Candour is not limited to major incidents. It applies whenever something goes wrong with treatment or care and that event has caused, or could have caused, harm or distress.
Pharmacy situations that commonly trigger candour
- Supplying the wrong medicine, strength, form, label, or quantity
- Missing or wrong advice: for example directions, warnings, referral advice, or follow-up information
- Clinical service problems: such as errors in vaccination, screening, consent, referral, or documentation processes
- Delays or omissions that affect treatment: for example a missed urgent supply, failed delivery, or overlooked prescription problem
- Confidentiality or privacy failures that cause distress or practical harm
- Service failures that do not injure the person physically but still cause distress, confusion, or loss of trust
Near misses still matter
A near miss that is corrected before the person is harmed still needs recording, reporting, and learning. Whether you disclose the error directly to the patient depends on whether they were exposed to risk, inconvenience, follow-up action, or distress. If you are unsure, escalate early and follow local policy and professional judgement rather than assuming silence is safer.

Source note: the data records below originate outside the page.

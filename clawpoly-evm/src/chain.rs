//! [`ChainData`] over an alloy provider.
//!
//! Transactions and receipts are fetched with raw JSON-RPC requests and
//! decoded into the plain records of [`clawpoly::source`], so callers never
//! see alloy's consensus types. Every call is bounded by a request timeout;
//! there are no retries.

use std::future::Future;
use std::time::Duration;

use alloy_primitives::{Address, B256, Bytes, U64, U128, U256};
use alloy_provider::{DynProvider, Provider};
use alloy_rpc_types_eth::{BlockNumberOrTag, Filter};
use async_trait::async_trait;
use clawpoly::error::ChainDataError;
use clawpoly::source::{BlockBound, ChainData, ChainLog, ChainReceipt, ChainTransaction, LogQuery};
use serde::Deserialize;

/// Default per-request timeout.
pub const DEFAULT_TIMEOUT: Duration = Duration::from_secs(30);

#[derive(Debug, Deserialize)]
#[serde(rename_all = "camelCase")]
struct RpcTransaction {
    hash: B256,
    block_number: Option<U64>,
    from: Address,
    to: Option<Address>,
    value: U256,
    gas: U64,
    gas_price: Option<U128>,
    nonce: U64,
    #[serde(default)]
    input: Bytes,
    #[serde(rename = "type")]
    tx_type: Option<U64>,
    chain_id: Option<U64>,
}

impl From<RpcTransaction> for ChainTransaction {
    fn from(tx: RpcTransaction) -> Self {
        Self {
            hash: tx.hash,
            block_number: tx.block_number.map(|n| n.saturating_to()),
            from: tx.from,
            to: tx.to,
            value: tx.value,
            gas: tx.gas.saturating_to(),
            gas_price: tx.gas_price.map(|p| p.saturating_to()),
            nonce: tx.nonce.saturating_to(),
            input: tx.input,
            tx_type: tx.tx_type.map(|t| t.saturating_to()).unwrap_or_default(),
            chain_id: tx.chain_id.map(|c| c.saturating_to()),
        }
    }
}

#[derive(Debug, Deserialize)]
#[serde(rename_all = "camelCase")]
struct RpcLog {
    address: Address,
    topics: Vec<B256>,
    data: Bytes,
    block_number: Option<U64>,
    transaction_hash: Option<B256>,
    log_index: Option<U64>,
    transaction_index: Option<U64>,
}

impl From<RpcLog> for ChainLog {
    fn from(log: RpcLog) -> Self {
        Self {
            address: log.address,
            topics: log.topics,
            data: log.data,
            block_number: log.block_number.map(|n| n.saturating_to()),
            transaction_hash: log.transaction_hash,
            log_index: log.log_index.map(|n| n.saturating_to()),
            transaction_index: log.transaction_index.map(|n| n.saturating_to()),
        }
    }
}

#[derive(Debug, Deserialize)]
#[serde(rename_all = "camelCase")]
struct RpcReceipt {
    status: Option<U64>,
    block_number: Option<U64>,
    gas_used: U64,
    effective_gas_price: Option<U128>,
    contract_address: Option<Address>,
    #[serde(default)]
    logs: Vec<RpcLog>,
}

impl From<RpcReceipt> for ChainReceipt {
    fn from(receipt: RpcReceipt) -> Self {
        Self {
            status: receipt.status.is_some_and(|s| s == U64::from(1)),
            block_number: receipt.block_number.map(|n| n.saturating_to()),
            gas_used: receipt.gas_used.saturating_to(),
            effective_gas_price: receipt.effective_gas_price.map(|p| p.saturating_to()),
            contract_address: receipt.contract_address,
            logs: receipt.logs.into_iter().map(Into::into).collect(),
        }
    }
}

fn block_tag(bound: BlockBound) -> BlockNumberOrTag {
    match bound {
        BlockBound::Number(n) => BlockNumberOrTag::Number(n),
        BlockBound::Latest => BlockNumberOrTag::Latest,
    }
}

/// Builds the `eth_getLogs` filter for `query`.
///
/// Topic filters beyond the fourth position are ignored.
#[must_use]
pub fn log_filter(query: &LogQuery) -> Filter {
    let mut filter = Filter::new()
        .from_block(block_tag(query.from_block))
        .to_block(block_tag(query.to_block));
    if let Some(address) = query.address {
        filter = filter.address(address);
    }
    for (position, topic) in query.topics.iter().enumerate() {
        let Some(topic) = *topic else { continue };
        filter = match position {
            0 => filter.event_signature(topic),
            1 => filter.topic1(topic),
            2 => filter.topic2(topic),
            3 => filter.topic3(topic),
            _ => filter,
        };
    }
    filter
}

/// Chain reads over JSON-RPC.
#[derive(Debug, Clone)]
pub struct RpcChainData {
    provider: DynProvider,
    timeout: Duration,
}

impl RpcChainData {
    /// Wraps `provider` with the default timeout.
    #[must_use]
    pub const fn new(provider: DynProvider) -> Self {
        Self {
            provider,
            timeout: DEFAULT_TIMEOUT,
        }
    }

    /// Overrides the per-request timeout.
    #[must_use]
    pub const fn with_timeout(mut self, timeout: Duration) -> Self {
        self.timeout = timeout;
        self
    }

    /// The underlying provider.
    #[must_use]
    pub const fn provider(&self) -> &DynProvider {
        &self.provider
    }

    async fn bounded<T, E, F>(&self, method: &'static str, fut: F) -> Result<T, ChainDataError>
    where
        F: Future<Output = Result<T, E>> + Send,
        E: std::fmt::Display,
    {
        let result = traced!(
            tokio::time::timeout(self.timeout, fut),
            tracing::debug_span!("rpc", method, otel.kind = "client")
        );
        match result {
            Ok(Ok(value)) => Ok(value),
            Ok(Err(err)) => Err(ChainDataError::rpc(method, err)),
            Err(_) => Err(ChainDataError::rpc(method, "request timed out")),
        }
    }
}

#[async_trait]
impl ChainData for RpcChainData {
    async fn block_number(&self) -> Result<u64, ChainDataError> {
        self.bounded("eth_blockNumber", self.provider.get_block_number())
            .await
    }

    async fn balance(&self, address: Address) -> Result<U256, ChainDataError> {
        self.bounded("eth_getBalance", self.provider.get_balance(address).into_future())
            .await
    }

    async fn transaction(&self, hash: B256) -> Result<Option<ChainTransaction>, ChainDataError> {
        let tx: Option<RpcTransaction> = self
            .bounded(
                "eth_getTransactionByHash",
                self.provider
                    .raw_request("eth_getTransactionByHash".into(), (hash,)),
            )
            .await?;
        Ok(tx.map(Into::into))
    }

    async fn transaction_receipt(&self, hash: B256) -> Result<Option<ChainReceipt>, ChainDataError> {
        let receipt: Option<RpcReceipt> = self
            .bounded(
                "eth_getTransactionReceipt",
                self.provider
                    .raw_request("eth_getTransactionReceipt".into(), (hash,)),
            )
            .await?;
        Ok(receipt.map(Into::into))
    }

    async fn logs(&self, query: &LogQuery) -> Result<Vec<ChainLog>, ChainDataError> {
        let filter = log_filter(query);
        let logs: Vec<RpcLog> = self
            .bounded(
                "eth_getLogs",
                self.provider.raw_request("eth_getLogs".into(), (filter,)),
            )
            .await?;
        Ok(logs.into_iter().map(Into::into).collect())
    }

    async fn code(&self, address: Address) -> Result<Bytes, ChainDataError> {
        self.bounded("eth_getCode", self.provider.get_code_at(address).into_future())
            .await
    }

    async fn storage_at(&self, address: Address, slot: B256) -> Result<B256, ChainDataError> {
        let key = U256::from_be_bytes(slot.0);
        let word = self
            .bounded(
                "eth_getStorageAt",
                self.provider.get_storage_at(address, key).into_future(),
            )
            .await?;
        Ok(B256::from(word.to_be_bytes::<32>()))
    }
}

#[cfg(test)]
pub(crate) mod tests {
    use super::*;
    use alloy_primitives::{address, b256};
    use serde_json::{Value, json};
    use url::Url;
    use wiremock::{Mock, MockServer, Request, Respond, ResponseTemplate};

    use crate::provider::read_provider;

    /// Answers JSON-RPC calls by method name, echoing the request id.
    pub(crate) struct RpcResponder<F>(pub(crate) F);

    impl<F> Respond for RpcResponder<F>
    where
        F: Fn(&str, &Value) -> Value + Send + Sync + 'static,
    {
        fn respond(&self, request: &Request) -> ResponseTemplate {
            let body: Value = serde_json::from_slice(&request.body).unwrap();
            let method = body["method"].as_str().unwrap_or_default();
            let result = (self.0)(method, &body["params"]);
            ResponseTemplate::new(200).set_body_json(json!({
                "jsonrpc": "2.0",
                "id": body["id"],
                "result": result,
            }))
        }
    }

    pub(crate) async fn rpc_server<F>(answer: F) -> (MockServer, DynProvider)
    where
        F: Fn(&str, &Value) -> Value + Send + Sync + 'static,
    {
        let server = MockServer::start().await;
        Mock::given(wiremock::matchers::method("POST"))
            .respond_with(RpcResponder(answer))
            .mount(&server)
            .await;
        let provider = read_provider(Url::parse(&server.uri()).unwrap());
        (server, provider)
    }

    const TX: B256 = b256!("5c504ed432cb51138bcf09aa5e8a410dd4a1e204ef84bfed1be16dfba1b22060");
    const TOKEN: Address = address!("3c499c542cef5e3811e1192ce70d8cc03d5c3359");

    fn answer(method: &str, params: &Value) -> Value {
        match method {
            "eth_blockNumber" => json!("0x3b9aca0"),
            "eth_getTransactionByHash" if params[0] == json!(TX) => json!({
                "hash": TX,
                "blockNumber": "0x2a",
                "blockHash": "0x0000000000000000000000000000000000000000000000000000000000000001",
                "from": "0x1111111111111111111111111111111111111111",
                "to": TOKEN,
                "value": "0x0",
                "gas": "0x5208",
                "gasPrice": "0x6fc23ac00",
                "nonce": "0x7",
                "input": "0xa9059cbb",
                "type": "0x2",
                "chainId": "0x89"
            }),
            "eth_getTransactionReceipt" => json!({
                "status": "0x1",
                "blockNumber": "0x2a",
                "gasUsed": "0x5208",
                "effectiveGasPrice": "0x6fc23ac00",
                "contractAddress": null,
                "logs": [{
                    "address": TOKEN,
                    "topics": ["0xddf252ad1be2c89b69c2b068fc378daa952ba7f163c4a11628f55a4df523b3ef"],
                    "data": "0x",
                    "blockNumber": "0x2a",
                    "transactionHash": TX,
                    "logIndex": "0x0",
                    "transactionIndex": "0x3"
                }]
            }),
            "eth_getStorageAt" => {
                json!("0x000000000000000000000000000000000000000000000000000000000000002a")
            }
            _ => Value::Null,
        }
    }

    #[tokio::test]
    async fn test_transaction_and_receipt_decode() {
        let (_server, provider) = rpc_server(answer).await;
        let chain = RpcChainData::new(provider);

        assert_eq!(chain.block_number().await.unwrap(), 62_500_000);

        let tx = chain.transaction(TX).await.unwrap().unwrap();
        assert_eq!(tx.block_number, Some(42));
        assert_eq!(tx.to, Some(TOKEN));
        assert_eq!(tx.gas, 21_000);
        assert_eq!(tx.nonce, 7);
        assert_eq!(tx.tx_type, 2);
        assert_eq!(tx.chain_id, Some(137));

        let receipt = chain.transaction_receipt(TX).await.unwrap().unwrap();
        assert!(receipt.status);
        assert_eq!(receipt.logs.len(), 1);
        assert_eq!(receipt.logs[0].transaction_index, Some(3));
        assert_eq!(
            receipt.logs[0].topic0(),
            Some(b256!("ddf252ad1be2c89b69c2b068fc378daa952ba7f163c4a11628f55a4df523b3ef"))
        );
    }

    #[tokio::test]
    async fn test_unknown_transaction_is_none() {
        let (_server, provider) = rpc_server(answer).await;
        let chain = RpcChainData::new(provider);
        assert!(chain.transaction(B256::repeat_byte(9)).await.unwrap().is_none());
    }

    #[tokio::test]
    async fn test_storage_word() {
        let (_server, provider) = rpc_server(answer).await;
        let chain = RpcChainData::new(provider);
        let word = chain.storage_at(TOKEN, B256::ZERO).await.unwrap();
        assert_eq!(word, B256::with_last_byte(42));
    }

    #[tokio::test]
    async fn test_rpc_error_is_reported() {
        let server = MockServer::start().await;
        Mock::given(wiremock::matchers::method("POST"))
            .respond_with(ResponseTemplate::new(500))
            .mount(&server)
            .await;
        let chain = RpcChainData::new(read_provider(Url::parse(&server.uri()).unwrap()));
        let err = chain.block_number().await.unwrap_err();
        assert!(matches!(err, ChainDataError::Rpc { method: "eth_blockNumber", .. }));
    }

    #[test]
    fn test_log_filter_topics() {
        let query = LogQuery {
            address: Some(TOKEN),
            topics: vec![None, Some(B256::repeat_byte(1))],
            from_block: BlockBound::Number(100),
            to_block: BlockBound::Latest,
        };
        let json = serde_json::to_value(log_filter(&query)).unwrap();
        assert_eq!(json["fromBlock"], "0x64");
        assert_eq!(json["toBlock"], "latest");
        assert_eq!(json["topics"][0], Value::Null);
        assert_eq!(json["topics"][1], json!(B256::repeat_byte(1)));
    }
}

Keep the threshold difference clear.
- Professional candour is broader: it depends on judgement and may justify disclosure where the person experienced risk, disruption, inconvenience, follow-up action, or distress, even if direct harm was avoided.
- England statutory candour is narrower: CQC Regulation 20 applies to defined notifiable safety incidents; CQC says near misses are not brought into scope simply because harm could have occurred.
If you are unsure whether candour is required, treat that as a reason to escalate early, not as a reason to stay quiet.